- What to do
Search the records for the string "failed" and return each line that has it.

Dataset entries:
*** Begin section ***
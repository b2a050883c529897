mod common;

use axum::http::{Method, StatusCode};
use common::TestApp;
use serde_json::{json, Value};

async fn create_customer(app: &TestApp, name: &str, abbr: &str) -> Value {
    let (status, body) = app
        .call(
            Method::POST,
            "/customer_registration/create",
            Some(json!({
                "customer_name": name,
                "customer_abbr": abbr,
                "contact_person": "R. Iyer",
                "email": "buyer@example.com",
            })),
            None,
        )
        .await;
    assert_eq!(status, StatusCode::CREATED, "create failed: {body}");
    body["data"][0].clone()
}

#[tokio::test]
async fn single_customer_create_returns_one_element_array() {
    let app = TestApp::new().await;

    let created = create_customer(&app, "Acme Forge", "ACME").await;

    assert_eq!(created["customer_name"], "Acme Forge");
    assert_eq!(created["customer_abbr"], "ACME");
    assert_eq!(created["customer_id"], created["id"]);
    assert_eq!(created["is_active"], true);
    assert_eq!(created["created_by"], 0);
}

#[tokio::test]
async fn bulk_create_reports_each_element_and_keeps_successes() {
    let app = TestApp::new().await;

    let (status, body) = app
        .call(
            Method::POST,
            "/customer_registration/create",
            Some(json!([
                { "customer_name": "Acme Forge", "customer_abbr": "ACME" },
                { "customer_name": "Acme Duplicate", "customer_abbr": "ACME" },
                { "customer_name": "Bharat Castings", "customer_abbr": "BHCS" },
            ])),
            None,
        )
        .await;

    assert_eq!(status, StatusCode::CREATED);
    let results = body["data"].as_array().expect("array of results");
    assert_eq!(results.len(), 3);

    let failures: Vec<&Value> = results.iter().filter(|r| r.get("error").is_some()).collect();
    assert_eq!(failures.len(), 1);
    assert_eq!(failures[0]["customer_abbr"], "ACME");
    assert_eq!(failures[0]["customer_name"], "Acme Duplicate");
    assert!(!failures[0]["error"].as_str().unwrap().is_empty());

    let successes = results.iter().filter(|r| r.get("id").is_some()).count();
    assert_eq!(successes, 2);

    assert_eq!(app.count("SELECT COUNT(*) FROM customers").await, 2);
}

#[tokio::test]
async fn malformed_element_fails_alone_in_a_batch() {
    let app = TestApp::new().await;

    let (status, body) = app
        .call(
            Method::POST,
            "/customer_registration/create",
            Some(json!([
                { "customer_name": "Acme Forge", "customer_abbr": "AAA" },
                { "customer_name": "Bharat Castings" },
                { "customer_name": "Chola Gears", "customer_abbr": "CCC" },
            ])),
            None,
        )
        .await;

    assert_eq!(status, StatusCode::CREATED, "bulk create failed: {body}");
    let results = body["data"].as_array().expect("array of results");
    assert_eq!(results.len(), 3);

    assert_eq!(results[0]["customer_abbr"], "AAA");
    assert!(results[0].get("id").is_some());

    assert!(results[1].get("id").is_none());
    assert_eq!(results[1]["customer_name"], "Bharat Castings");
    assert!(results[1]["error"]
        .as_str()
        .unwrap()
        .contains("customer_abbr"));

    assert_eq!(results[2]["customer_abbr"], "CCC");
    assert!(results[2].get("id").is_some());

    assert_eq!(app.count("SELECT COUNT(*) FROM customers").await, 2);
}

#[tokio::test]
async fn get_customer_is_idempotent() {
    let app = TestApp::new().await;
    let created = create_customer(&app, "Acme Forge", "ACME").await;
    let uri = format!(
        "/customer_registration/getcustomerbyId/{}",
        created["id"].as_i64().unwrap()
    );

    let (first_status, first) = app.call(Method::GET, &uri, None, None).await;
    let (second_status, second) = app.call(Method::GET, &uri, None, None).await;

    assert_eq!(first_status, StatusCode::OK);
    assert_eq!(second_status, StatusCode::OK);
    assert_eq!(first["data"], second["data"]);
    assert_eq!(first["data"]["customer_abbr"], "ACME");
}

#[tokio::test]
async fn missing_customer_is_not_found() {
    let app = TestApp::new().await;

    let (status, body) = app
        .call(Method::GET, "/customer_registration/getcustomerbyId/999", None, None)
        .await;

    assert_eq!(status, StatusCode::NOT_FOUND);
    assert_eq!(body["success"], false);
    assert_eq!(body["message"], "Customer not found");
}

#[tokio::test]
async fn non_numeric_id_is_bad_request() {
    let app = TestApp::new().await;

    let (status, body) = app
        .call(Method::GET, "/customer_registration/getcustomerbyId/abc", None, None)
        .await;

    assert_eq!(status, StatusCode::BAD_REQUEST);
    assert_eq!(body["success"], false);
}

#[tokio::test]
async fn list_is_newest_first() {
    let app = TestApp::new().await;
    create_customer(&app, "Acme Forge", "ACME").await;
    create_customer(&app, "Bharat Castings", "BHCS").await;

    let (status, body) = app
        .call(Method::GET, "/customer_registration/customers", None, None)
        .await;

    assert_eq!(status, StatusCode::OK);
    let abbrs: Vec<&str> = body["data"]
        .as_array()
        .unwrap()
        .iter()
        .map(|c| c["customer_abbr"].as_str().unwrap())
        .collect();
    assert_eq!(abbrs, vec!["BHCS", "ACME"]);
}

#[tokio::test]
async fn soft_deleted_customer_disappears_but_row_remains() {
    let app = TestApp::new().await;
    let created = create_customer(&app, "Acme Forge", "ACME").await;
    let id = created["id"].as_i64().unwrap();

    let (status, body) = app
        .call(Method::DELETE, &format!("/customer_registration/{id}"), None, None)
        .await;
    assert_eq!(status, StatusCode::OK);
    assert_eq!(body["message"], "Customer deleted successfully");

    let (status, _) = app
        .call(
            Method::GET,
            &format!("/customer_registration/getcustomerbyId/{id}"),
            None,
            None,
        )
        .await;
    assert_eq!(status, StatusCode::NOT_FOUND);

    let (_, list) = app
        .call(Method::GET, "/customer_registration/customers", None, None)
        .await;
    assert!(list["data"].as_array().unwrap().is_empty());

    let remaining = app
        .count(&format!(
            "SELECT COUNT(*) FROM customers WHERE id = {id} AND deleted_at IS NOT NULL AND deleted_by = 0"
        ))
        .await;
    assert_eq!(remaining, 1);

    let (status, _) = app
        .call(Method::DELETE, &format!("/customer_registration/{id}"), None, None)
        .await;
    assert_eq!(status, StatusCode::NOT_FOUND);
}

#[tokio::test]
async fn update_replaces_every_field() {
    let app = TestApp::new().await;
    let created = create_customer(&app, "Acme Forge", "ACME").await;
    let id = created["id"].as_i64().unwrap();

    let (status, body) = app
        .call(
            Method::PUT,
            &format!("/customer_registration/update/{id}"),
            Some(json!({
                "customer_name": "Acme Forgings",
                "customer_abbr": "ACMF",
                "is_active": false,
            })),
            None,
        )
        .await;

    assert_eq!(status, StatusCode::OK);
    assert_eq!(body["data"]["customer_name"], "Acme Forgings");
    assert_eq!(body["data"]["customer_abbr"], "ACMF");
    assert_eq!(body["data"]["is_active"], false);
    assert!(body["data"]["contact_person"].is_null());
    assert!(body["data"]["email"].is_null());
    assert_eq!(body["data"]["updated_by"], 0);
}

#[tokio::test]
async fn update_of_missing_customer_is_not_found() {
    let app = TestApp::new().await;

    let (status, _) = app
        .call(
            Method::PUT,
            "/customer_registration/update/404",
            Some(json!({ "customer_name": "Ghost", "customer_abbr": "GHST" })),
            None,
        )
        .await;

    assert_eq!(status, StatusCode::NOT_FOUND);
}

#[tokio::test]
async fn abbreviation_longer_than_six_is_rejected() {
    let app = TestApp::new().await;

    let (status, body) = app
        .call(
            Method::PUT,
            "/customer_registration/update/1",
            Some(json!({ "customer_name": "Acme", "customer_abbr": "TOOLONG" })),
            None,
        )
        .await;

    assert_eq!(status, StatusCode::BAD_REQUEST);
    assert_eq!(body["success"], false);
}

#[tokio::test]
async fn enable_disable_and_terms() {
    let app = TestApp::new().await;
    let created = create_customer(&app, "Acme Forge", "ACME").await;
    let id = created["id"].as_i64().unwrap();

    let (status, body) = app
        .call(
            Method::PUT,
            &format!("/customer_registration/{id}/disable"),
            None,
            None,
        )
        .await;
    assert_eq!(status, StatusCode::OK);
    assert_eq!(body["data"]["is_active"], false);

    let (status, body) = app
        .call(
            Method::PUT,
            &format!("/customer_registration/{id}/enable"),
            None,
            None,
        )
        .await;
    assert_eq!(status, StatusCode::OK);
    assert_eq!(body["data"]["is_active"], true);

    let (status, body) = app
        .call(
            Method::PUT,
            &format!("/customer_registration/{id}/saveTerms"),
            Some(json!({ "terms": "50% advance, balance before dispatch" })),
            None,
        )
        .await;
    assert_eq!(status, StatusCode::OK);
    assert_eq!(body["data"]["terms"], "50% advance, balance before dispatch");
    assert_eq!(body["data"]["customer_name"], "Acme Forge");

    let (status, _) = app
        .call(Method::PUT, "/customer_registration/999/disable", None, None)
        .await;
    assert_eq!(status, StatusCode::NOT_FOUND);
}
*** End section ***
- Task answer
    assert_eq!(status, StatusCode::CREATED, "create failed: {body}");
    assert_eq!(status, StatusCode::CREATED, "bulk create failed: {body}");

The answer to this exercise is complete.